If a line in the entries below includes "PartitionSchemeKind", pick it out and copy it.
———
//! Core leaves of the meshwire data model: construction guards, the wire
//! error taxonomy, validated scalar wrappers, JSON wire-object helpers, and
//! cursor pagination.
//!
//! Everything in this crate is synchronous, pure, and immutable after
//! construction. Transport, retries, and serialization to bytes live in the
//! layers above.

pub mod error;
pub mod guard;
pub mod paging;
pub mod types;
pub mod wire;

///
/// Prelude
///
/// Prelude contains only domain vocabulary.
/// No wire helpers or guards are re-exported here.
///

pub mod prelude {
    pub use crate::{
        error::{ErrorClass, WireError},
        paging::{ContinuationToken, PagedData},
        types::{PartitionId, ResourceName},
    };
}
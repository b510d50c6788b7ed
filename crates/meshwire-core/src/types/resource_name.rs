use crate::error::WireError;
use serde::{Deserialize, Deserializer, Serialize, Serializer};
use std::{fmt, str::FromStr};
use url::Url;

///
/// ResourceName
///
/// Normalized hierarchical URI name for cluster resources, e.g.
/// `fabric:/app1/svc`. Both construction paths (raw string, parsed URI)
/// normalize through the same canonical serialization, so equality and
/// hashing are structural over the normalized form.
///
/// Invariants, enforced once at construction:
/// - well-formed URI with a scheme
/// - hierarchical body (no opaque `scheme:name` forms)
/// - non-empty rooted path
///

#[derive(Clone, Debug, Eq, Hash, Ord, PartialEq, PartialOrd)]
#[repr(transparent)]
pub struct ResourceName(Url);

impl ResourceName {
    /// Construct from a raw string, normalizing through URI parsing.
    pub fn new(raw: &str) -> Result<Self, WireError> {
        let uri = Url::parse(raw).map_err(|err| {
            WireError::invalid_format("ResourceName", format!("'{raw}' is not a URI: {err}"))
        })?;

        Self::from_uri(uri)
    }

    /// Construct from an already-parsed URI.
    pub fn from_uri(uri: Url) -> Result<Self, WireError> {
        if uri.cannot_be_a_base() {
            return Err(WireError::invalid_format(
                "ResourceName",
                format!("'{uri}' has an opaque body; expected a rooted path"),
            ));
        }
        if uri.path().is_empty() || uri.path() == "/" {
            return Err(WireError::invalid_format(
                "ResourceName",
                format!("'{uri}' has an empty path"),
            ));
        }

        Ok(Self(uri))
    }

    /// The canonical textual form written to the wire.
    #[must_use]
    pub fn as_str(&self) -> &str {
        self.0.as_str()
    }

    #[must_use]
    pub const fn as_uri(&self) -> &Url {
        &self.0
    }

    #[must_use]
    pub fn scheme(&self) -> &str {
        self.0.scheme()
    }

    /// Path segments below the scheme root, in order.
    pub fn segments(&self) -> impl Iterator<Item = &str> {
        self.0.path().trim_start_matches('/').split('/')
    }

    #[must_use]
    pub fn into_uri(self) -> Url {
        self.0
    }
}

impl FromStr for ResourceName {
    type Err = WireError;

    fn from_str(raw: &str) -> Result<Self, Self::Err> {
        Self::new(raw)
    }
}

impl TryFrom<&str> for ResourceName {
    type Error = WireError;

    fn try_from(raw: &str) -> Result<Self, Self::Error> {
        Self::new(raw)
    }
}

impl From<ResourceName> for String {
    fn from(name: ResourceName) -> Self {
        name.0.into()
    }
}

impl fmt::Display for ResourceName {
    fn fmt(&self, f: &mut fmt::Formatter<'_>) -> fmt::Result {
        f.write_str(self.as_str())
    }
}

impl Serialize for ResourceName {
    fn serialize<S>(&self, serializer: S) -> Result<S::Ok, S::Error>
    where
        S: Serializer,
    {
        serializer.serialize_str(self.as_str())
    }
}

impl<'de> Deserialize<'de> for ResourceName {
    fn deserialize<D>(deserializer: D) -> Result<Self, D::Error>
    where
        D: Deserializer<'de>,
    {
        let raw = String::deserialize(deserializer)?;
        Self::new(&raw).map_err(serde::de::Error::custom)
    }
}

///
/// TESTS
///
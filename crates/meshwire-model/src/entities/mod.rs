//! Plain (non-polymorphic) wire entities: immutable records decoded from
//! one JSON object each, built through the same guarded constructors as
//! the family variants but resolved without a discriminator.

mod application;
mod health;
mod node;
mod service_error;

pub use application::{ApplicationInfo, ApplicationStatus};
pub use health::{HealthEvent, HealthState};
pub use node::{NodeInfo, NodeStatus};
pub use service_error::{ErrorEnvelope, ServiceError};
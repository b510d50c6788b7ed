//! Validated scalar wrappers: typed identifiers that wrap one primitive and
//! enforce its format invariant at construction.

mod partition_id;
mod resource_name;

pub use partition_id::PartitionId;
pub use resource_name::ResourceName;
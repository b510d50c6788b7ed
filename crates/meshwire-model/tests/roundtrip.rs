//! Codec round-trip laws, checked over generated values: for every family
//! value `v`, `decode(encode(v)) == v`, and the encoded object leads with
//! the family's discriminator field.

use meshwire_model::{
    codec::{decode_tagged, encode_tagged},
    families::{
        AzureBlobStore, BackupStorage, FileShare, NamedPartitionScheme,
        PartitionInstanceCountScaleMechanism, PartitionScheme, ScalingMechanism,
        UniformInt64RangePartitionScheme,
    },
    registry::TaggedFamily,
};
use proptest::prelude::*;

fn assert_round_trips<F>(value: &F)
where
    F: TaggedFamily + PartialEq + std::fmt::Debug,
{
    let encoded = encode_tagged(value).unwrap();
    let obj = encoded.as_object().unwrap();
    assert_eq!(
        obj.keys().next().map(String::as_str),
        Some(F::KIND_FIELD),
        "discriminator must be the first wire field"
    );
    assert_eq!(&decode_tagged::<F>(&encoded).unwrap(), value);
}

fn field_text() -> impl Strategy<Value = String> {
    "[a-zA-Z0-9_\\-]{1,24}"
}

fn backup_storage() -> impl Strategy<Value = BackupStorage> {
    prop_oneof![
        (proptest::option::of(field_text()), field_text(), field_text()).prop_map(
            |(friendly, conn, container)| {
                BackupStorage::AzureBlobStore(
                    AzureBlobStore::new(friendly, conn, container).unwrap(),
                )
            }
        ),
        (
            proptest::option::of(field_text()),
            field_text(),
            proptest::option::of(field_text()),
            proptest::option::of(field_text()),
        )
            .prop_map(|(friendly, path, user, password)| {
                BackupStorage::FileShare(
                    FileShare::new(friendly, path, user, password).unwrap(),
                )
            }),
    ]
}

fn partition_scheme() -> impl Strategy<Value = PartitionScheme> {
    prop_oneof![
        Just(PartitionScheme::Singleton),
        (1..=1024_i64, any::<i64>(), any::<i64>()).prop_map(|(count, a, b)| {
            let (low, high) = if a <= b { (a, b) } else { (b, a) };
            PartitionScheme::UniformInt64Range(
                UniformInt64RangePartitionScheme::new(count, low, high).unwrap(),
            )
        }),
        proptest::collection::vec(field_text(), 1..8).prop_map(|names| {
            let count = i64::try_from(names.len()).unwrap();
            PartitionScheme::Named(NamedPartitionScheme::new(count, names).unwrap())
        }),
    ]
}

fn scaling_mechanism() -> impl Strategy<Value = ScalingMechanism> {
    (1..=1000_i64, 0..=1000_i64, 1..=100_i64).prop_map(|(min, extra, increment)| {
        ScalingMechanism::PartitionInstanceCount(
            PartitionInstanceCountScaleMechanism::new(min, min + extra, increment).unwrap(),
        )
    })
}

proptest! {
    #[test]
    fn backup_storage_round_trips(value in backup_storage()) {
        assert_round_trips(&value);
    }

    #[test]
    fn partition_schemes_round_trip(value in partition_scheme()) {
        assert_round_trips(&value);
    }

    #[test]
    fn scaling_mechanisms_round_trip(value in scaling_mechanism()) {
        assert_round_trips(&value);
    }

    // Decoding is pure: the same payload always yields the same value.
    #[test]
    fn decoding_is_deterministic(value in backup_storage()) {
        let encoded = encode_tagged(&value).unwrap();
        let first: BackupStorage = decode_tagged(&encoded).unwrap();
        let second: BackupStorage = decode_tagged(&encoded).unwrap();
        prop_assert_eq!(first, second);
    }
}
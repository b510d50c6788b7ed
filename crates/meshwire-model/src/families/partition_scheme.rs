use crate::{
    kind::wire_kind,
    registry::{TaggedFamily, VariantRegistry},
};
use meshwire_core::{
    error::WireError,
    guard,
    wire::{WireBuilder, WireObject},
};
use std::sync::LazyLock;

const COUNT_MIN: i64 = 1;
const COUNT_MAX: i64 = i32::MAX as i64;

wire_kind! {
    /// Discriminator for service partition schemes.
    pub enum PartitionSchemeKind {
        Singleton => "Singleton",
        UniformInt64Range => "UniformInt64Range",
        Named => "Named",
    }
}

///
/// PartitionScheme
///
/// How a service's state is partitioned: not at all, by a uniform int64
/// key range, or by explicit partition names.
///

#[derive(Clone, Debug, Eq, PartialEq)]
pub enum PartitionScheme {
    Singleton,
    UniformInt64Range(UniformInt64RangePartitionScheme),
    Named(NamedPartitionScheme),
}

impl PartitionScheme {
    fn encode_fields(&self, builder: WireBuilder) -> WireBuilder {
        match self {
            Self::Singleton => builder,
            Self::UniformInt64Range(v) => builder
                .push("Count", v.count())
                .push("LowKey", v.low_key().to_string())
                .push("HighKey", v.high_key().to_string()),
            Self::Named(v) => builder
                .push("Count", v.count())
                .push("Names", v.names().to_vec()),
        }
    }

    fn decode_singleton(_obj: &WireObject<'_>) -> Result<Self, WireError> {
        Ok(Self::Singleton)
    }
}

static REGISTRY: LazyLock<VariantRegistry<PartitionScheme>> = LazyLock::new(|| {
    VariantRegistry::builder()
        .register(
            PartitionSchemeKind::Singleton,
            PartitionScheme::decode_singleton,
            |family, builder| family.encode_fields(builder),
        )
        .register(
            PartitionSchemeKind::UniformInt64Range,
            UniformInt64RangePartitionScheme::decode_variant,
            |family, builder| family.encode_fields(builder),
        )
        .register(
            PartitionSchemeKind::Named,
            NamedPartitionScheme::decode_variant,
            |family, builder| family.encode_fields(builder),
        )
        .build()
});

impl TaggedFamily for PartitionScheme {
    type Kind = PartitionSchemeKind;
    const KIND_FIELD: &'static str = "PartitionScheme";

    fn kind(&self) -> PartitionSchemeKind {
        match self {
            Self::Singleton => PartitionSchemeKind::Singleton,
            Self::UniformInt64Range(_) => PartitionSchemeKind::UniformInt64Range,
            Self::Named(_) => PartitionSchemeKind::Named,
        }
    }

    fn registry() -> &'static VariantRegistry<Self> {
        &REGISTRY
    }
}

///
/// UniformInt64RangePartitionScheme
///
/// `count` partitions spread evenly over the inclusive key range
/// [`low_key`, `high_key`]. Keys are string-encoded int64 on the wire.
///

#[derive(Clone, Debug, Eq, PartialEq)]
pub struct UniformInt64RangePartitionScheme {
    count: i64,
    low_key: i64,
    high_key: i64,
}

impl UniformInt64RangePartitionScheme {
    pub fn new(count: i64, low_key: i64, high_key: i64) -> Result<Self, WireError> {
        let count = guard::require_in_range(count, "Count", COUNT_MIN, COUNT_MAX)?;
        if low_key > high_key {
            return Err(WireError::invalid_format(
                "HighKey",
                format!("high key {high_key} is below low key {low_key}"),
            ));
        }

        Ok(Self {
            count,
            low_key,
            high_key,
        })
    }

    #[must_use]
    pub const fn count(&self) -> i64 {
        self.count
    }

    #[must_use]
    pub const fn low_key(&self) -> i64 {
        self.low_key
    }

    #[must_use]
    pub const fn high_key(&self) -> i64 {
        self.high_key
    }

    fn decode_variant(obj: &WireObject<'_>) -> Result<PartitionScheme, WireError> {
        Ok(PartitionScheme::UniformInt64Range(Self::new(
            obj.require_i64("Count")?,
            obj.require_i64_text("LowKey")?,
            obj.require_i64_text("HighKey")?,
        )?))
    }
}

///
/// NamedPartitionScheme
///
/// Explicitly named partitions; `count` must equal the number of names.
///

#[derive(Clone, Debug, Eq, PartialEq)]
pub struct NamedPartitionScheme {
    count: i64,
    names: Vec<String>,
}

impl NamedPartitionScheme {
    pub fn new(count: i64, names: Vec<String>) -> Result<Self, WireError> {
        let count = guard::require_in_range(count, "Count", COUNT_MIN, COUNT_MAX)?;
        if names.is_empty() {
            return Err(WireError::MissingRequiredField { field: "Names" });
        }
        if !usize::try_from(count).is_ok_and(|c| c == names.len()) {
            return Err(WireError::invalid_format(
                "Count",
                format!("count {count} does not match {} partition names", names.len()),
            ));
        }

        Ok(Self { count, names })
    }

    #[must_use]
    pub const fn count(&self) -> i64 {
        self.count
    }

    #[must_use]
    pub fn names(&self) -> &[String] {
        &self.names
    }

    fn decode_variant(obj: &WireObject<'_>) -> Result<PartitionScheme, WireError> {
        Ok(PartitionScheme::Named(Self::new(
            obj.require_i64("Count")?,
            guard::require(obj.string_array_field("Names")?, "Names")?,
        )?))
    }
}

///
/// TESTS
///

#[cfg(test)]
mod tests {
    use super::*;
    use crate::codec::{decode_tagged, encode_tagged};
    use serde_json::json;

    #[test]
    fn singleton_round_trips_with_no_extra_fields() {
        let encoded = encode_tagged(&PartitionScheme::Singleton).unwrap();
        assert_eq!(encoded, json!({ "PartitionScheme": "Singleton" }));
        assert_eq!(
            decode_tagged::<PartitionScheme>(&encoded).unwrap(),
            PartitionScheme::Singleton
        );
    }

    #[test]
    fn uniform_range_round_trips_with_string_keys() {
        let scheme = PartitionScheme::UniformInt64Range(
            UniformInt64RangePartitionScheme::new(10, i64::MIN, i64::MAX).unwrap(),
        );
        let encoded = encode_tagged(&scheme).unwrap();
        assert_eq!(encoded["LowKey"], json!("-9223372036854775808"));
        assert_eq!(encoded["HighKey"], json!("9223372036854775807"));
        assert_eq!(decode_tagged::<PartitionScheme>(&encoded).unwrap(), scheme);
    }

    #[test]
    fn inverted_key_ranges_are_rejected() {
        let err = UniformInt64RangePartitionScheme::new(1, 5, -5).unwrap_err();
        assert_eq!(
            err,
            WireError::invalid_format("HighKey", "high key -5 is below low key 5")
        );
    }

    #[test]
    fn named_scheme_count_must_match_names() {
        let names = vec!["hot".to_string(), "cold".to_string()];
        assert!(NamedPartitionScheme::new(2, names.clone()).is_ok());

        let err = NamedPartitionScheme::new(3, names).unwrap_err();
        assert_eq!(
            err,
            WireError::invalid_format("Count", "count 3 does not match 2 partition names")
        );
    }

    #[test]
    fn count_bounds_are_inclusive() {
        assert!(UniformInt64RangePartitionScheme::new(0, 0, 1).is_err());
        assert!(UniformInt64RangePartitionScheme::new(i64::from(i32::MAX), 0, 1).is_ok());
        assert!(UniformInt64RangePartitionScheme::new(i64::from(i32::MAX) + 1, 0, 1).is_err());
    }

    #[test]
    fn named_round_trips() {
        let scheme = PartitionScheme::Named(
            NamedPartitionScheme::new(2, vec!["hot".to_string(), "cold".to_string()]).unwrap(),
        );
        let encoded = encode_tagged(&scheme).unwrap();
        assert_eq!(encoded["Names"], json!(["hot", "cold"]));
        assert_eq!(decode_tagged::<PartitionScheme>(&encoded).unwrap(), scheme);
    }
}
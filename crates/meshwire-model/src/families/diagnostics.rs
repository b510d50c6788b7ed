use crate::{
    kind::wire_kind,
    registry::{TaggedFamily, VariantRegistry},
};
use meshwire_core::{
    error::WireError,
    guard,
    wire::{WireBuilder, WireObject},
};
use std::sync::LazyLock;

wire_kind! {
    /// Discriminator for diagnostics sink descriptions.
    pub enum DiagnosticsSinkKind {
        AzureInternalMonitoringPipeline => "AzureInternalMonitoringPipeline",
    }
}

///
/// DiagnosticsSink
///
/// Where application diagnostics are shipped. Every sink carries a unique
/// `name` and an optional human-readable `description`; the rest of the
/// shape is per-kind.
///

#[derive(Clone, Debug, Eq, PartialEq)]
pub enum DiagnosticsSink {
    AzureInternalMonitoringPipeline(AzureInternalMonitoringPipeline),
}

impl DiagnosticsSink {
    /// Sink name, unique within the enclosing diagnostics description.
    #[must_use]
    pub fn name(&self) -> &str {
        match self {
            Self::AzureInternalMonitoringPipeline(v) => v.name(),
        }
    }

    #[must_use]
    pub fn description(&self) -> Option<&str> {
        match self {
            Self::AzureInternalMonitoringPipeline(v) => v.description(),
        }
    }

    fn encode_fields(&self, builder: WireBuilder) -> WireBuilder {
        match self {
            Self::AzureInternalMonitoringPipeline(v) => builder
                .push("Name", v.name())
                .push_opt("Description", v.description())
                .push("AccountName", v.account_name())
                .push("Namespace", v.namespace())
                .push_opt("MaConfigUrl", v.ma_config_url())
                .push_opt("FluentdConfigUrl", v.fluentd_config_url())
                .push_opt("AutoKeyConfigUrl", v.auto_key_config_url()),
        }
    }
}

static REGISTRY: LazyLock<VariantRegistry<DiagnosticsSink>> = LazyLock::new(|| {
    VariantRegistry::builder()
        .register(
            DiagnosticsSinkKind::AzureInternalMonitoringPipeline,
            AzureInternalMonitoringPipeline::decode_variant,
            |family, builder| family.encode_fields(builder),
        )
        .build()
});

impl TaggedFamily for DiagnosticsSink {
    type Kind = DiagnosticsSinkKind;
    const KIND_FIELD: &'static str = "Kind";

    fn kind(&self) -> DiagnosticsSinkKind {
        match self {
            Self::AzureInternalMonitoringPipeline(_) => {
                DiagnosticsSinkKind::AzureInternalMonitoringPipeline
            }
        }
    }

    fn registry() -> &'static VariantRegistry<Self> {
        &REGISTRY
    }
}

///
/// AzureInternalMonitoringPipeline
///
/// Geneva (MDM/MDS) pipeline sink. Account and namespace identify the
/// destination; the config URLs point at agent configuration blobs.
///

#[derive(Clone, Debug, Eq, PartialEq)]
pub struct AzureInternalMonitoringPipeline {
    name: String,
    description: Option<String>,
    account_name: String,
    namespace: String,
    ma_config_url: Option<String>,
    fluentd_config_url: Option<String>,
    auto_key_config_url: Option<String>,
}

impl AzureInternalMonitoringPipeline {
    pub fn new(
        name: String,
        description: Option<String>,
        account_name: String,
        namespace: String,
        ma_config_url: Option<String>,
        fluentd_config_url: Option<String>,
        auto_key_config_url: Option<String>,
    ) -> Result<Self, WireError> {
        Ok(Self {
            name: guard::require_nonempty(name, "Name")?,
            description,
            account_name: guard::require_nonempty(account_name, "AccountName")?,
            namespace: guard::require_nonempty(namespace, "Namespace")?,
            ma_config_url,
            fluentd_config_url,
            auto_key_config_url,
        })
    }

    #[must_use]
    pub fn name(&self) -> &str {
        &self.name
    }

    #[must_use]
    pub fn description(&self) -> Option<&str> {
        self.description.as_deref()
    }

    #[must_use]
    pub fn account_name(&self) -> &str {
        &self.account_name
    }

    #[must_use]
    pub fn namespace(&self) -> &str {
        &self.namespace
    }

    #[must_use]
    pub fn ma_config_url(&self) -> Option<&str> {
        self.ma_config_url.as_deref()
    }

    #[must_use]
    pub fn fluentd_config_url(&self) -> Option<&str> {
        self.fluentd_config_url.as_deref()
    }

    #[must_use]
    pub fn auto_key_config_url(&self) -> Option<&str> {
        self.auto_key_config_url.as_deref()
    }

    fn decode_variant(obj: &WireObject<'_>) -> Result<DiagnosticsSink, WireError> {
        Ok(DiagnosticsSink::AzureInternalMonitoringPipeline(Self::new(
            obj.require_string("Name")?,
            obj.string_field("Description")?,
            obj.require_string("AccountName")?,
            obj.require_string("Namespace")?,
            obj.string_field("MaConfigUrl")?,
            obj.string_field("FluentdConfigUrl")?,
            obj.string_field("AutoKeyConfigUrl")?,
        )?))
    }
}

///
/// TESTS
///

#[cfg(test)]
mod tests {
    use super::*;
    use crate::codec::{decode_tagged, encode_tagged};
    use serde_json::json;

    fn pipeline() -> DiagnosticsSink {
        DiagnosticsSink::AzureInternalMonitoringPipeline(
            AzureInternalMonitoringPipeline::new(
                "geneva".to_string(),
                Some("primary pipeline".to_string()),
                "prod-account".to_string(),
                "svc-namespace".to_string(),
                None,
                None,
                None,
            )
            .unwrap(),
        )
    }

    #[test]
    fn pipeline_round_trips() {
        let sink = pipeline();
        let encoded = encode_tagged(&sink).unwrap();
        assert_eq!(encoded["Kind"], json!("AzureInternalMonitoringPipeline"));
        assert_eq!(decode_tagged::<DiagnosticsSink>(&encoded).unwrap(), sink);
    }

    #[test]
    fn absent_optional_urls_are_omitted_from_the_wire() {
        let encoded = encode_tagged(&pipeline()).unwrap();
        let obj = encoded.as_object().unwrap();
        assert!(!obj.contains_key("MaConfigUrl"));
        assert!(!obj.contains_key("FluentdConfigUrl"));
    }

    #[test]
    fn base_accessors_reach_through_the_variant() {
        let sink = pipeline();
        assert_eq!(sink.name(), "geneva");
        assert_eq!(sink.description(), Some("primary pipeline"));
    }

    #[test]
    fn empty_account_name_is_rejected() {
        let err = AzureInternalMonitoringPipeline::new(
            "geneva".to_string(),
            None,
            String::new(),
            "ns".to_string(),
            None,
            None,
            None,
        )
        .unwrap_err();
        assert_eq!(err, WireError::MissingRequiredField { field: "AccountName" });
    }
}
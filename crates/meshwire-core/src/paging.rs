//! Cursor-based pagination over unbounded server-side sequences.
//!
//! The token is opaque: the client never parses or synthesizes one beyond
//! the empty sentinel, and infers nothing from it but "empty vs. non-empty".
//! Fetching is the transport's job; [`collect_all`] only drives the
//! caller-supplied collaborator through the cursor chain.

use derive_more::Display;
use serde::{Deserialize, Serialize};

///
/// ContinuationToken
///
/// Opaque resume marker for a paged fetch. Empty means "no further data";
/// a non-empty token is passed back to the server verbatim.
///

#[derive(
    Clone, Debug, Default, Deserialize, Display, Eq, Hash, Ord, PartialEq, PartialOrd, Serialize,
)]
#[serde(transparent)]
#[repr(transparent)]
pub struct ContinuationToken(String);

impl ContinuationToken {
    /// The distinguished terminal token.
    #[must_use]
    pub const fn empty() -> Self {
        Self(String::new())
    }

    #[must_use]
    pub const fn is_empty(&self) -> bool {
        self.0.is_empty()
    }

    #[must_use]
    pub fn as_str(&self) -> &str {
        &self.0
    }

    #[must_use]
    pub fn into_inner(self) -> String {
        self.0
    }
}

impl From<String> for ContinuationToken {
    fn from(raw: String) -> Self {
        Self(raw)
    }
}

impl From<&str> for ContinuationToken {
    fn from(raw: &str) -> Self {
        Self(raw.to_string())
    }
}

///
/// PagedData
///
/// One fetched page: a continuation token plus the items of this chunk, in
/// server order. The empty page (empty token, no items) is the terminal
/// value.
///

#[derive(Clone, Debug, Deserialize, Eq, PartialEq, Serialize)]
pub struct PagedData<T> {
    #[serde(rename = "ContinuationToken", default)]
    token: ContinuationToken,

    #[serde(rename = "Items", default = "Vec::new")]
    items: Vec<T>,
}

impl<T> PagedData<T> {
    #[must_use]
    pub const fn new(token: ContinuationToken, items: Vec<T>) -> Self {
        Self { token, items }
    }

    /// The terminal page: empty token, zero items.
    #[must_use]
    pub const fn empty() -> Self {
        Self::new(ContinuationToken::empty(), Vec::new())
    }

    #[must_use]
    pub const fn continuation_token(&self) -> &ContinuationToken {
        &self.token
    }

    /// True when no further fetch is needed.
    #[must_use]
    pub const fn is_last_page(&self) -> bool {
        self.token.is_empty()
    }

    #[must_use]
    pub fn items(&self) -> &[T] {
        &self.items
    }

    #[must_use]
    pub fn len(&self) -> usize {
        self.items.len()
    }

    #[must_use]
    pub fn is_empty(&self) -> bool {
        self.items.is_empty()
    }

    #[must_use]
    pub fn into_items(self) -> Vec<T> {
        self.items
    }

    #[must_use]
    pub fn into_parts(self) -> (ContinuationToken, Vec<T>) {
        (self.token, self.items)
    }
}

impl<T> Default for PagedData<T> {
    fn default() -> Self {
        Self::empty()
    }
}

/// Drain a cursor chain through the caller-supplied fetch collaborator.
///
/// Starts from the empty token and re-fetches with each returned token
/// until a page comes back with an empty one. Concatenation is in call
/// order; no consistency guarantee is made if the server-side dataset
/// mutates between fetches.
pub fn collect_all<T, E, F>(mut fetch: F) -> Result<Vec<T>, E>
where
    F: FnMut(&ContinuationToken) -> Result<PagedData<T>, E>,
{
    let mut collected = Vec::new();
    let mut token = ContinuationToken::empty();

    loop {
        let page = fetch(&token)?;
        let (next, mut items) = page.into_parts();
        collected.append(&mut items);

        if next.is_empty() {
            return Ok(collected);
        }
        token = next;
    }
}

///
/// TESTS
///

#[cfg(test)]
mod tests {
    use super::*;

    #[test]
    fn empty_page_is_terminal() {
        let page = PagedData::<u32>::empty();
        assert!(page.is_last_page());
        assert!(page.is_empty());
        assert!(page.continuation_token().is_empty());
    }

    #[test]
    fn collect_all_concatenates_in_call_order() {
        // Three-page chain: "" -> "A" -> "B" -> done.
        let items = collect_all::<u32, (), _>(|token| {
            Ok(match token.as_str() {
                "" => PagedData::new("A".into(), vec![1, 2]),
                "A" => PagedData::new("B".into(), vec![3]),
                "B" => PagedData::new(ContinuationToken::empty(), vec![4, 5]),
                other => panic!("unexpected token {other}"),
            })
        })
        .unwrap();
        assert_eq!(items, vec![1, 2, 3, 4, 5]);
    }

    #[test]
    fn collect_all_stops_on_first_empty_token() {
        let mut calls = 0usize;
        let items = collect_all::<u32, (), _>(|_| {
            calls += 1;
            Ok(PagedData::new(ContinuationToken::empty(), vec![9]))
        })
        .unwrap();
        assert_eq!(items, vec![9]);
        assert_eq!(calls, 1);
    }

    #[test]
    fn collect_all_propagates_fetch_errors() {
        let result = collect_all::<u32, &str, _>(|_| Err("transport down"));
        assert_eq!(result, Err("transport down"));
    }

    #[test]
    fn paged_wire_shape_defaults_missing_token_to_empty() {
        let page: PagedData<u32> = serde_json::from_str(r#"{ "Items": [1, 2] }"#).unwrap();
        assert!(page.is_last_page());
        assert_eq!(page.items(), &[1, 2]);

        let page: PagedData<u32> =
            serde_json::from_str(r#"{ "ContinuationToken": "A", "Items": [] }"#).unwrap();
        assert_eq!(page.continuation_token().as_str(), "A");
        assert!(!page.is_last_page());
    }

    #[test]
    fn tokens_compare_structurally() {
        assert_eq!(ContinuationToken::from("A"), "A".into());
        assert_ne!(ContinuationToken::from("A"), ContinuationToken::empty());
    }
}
———
> _OUTPUT BELOW_:
    pub enum PartitionSchemeKind {
            PartitionSchemeKind::Singleton,
            PartitionSchemeKind::UniformInt64Range,
            PartitionSchemeKind::Named,
    type Kind = PartitionSchemeKind;
    fn kind(&self) -> PartitionSchemeKind {
            Self::Singleton => PartitionSchemeKind::Singleton,
            Self::UniformInt64Range(_) => PartitionSchemeKind::UniformInt64Range,
            Self::Named(_) => PartitionSchemeKind::Named,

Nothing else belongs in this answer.